2D QSAR STUDY OF 4 PHENOXYPYRIMIDINE-5-CARBOXAMIDE DERIVATIVES FOR ANTIDIABETIC ACTIVITY

Garg Shivangee,* Sharma Simant, Pathak Ashish and Yadav Mithlesh

ABSTRACT

TGR5 (also known as M-BAR, GPBAR1) as G-protein coupled receptor regulates GLP-1 secretion and TGR5 shown to be responsive to bile acid, from this observation TGR5 could explain beneficial metabolic properties which coupled to high circulating level of bile acids and improve insulin sensitivity. A Quantitative structure activity relationship (QSAR) study was performed on a series of 4 phenoxypyrimidine-5-carboxamide derivatives.

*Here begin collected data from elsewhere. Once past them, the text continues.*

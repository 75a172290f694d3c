//! Turn-aware A* over the belief grid
//!
//! Search states are `(cell, facing)` pairs. Moving into a neighbor costs one
//! plus the turns needed to face it, plus a penalty for cells that are not
//! known safe. Unsafe cells are never entered.

use std::cmp::Ordering;
use std::collections::BinaryHeap;

use ahash::AHashMap;
use serde::{Deserialize, Serialize};

use crate::core::error::Result;
use crate::core::types::{Action, Coord, Direction, Pose};
use crate::knowledge::{BeliefStore, Safety, Threat, ThreatStatus};

/// Planner penalties for entering cells that are not known safe
#[derive(Debug, Clone, Copy, PartialEq, Eq, Serialize, Deserialize)]
pub struct StepCosts {
    /// Pit status unresolved
    pub risk_penalty: u32,
    /// Pit ruled out, wumpus status unresolved
    pub stale_penalty: u32,
}

/// A planned path with the actions that walk it
#[derive(Debug, Clone, PartialEq, Eq, Serialize, Deserialize)]
pub struct Route {
    /// Cells entered, in order; excludes the start cell
    pub cells: Vec<Coord>,
    pub actions: Vec<Action>,
    pub cost: u32,
    pub final_facing: Direction,
}

impl Route {
    /// The route that stays put
    pub fn empty(facing: Direction) -> Self {
        Self {
            cells: Vec::new(),
            actions: Vec::new(),
            cost: 0,
            final_facing: facing,
        }
    }

    pub fn is_empty(&self) -> bool {
        self.actions.is_empty()
    }

    pub fn first_action(&self) -> Option<Action> {
        self.actions.first().copied()
    }

    pub fn destination(&self) -> Option<Coord> {
        self.cells.last().copied()
    }

    /// Cell occupied after the first `steps` actions, starting at `start`
    pub fn position_after(&self, start: Coord, steps: usize) -> Coord {
        let moves = self
            .actions
            .iter()
            .take(steps)
            .filter(|a| **a == Action::MoveForward)
            .count();
        match moves {
            0 => start,
            n => self.cells.get(n - 1).copied().unwrap_or(start),
        }
    }

    /// Probability of dying somewhere along the route
    pub fn risk(&self, store: &BeliefStore) -> f32 {
        let survive: f32 = self
            .cells
            .iter()
            .map(|c| store.get(*c).map(|cell| 1.0 - cell.risk()).unwrap_or(0.0))
            .product();
        (1.0 - survive).clamp(0.0, 1.0)
    }
}

type State = (Coord, Direction);

/// Node in the A* open set
#[derive(Debug, Clone, Copy)]
struct PathNode {
    state: State,
    f_cost: u32,
    // Insertion order; earlier nodes win ties
    seq: u64,
}

impl PartialEq for PathNode {
    fn eq(&self, other: &Self) -> bool {
        self.f_cost == other.f_cost && self.seq == other.seq
    }
}

impl Eq for PathNode {}

impl Ord for PathNode {
    fn cmp(&self, other: &Self) -> Ordering {
        // Reverse order for min-heap
        other
            .f_cost
            .cmp(&self.f_cost)
            .then_with(|| other.seq.cmp(&self.seq))
    }
}

impl PartialOrd for PathNode {
    fn partial_cmp(&self, other: &Self) -> Option<Ordering> {
        Some(self.cmp(other))
    }
}

/// Cost of entering `coord`, or `None` if the planner may not enter it
pub fn entry_cost(store: &BeliefStore, coord: Coord, allow_unsafe: bool, costs: StepCosts) -> Option<u32> {
    let cell = store.get(coord).ok()?;
    match cell.safety() {
        Safety::Safe => Some(0),
        Safety::Unsafe => None,
        Safety::Possible | Safety::Unknown if allow_unsafe => {
            if cell.status(Threat::Pit) == ThreatStatus::ConfirmedAbsent {
                Some(costs.stale_penalty)
            } else {
                Some(costs.risk_penalty)
            }
        }
        _ => None,
    }
}

/// Find the cheapest route from `from` to `to`.
///
/// Returns `Ok(None)` when no route exists; out-of-grid endpoints are errors.
pub fn find_route(
    store: &BeliefStore,
    from: Pose,
    to: Coord,
    allow_unsafe: bool,
    costs: StepCosts,
) -> Result<Option<Route>> {
    store.get(from.position)?;
    store.get(to)?;

    if from.position == to {
        return Ok(Some(Route::empty(from.facing)));
    }

    let start: State = (from.position, from.facing);
    let mut open_set = BinaryHeap::new();
    let mut came_from: AHashMap<State, State> = AHashMap::new();
    let mut g_scores: AHashMap<State, u32> = AHashMap::new();
    let mut seq = 0u64;

    g_scores.insert(start, 0);
    open_set.push(PathNode {
        state: start,
        f_cost: from.position.manhattan(&to),
        seq,
    });

    while let Some(current) = open_set.pop() {
        let (coord, facing) = current.state;
        let current_g = g_scores.get(&current.state).copied().unwrap_or(u32::MAX);

        // Stale heap entry
        if current.f_cost > current_g.saturating_add(coord.manhattan(&to)) {
            continue;
        }
        if coord == to {
            return Ok(Some(reconstruct_route(&came_from, current.state, current_g)));
        }

        // Forward, left, right, back
        for heading in [facing, facing.left(), facing.right(), facing.opposite()] {
            let next = coord.step(heading);
            let Some(penalty) = entry_cost(store, next, allow_unsafe, costs) else {
                continue;
            };

            let tentative_g = current_g + facing.turns_to(heading) + 1 + penalty;
            let state = (next, heading);
            let known_g = g_scores.get(&state).copied().unwrap_or(u32::MAX);

            if tentative_g < known_g {
                came_from.insert(state, current.state);
                g_scores.insert(state, tentative_g);
                seq += 1;
                open_set.push(PathNode {
                    state,
                    f_cost: tentative_g + next.manhattan(&to),
                    seq,
                });
            }
        }
    }

    Ok(None)
}

/// Reconstruct the route from the came_from map
fn reconstruct_route(came_from: &AHashMap<State, State>, goal: State, cost: u32) -> Route {
    let mut states = vec![goal];
    let mut current = goal;
    while let Some(&prev) = came_from.get(&current) {
        states.push(prev);
        current = prev;
    }
    states.reverse();

    let mut cells = Vec::with_capacity(states.len().saturating_sub(1));
    let mut actions = Vec::new();
    for pair in states.windows(2) {
        let (_, facing) = pair[0];
        let (coord, heading) = pair[1];
        actions.extend(facing.turn_actions(heading));
        actions.push(Action::MoveForward);
        cells.push(coord);
    }

    Route {
        cells,
        actions,
        cost,
        final_facing: goal.1,
    }
}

The compound in the selected series were characterized by molecular, steric, electrotopological descriptors. Correlation between biological activity and calculated predictors variables were established through stepwise Multiple Linear Regression Method. Models were generated using Multiple Linear Regression (MLR) method for each set of descriptors, the best multi-linear QSAR equations were obtained by the stepwise variable selection method using leave-one out cross-validation as selection criterion. In present research work for QSAR study, software such as chemdraw ultra 7.0 and chemdraw3D ultra 7.0 which is byproduct of chemsoft corporation for calculation of biological activity and for structure drawing of compounds was used. The best selected model explains that descriptors of this model such as total valence connectivity (tvc) and bend energy (be) values are negatively correlated to the biological activity of compounds. The data obtained from this present Quantitative Structure Activity Relationship study may be useful in the design of more potent substituted 4 phenoxypyrimidine-5-carboxamide derivatives.

Keywords: QSAR, TGR5, Type-2 Diabetes, Phenoxypyrimidine-5-Carboxamide.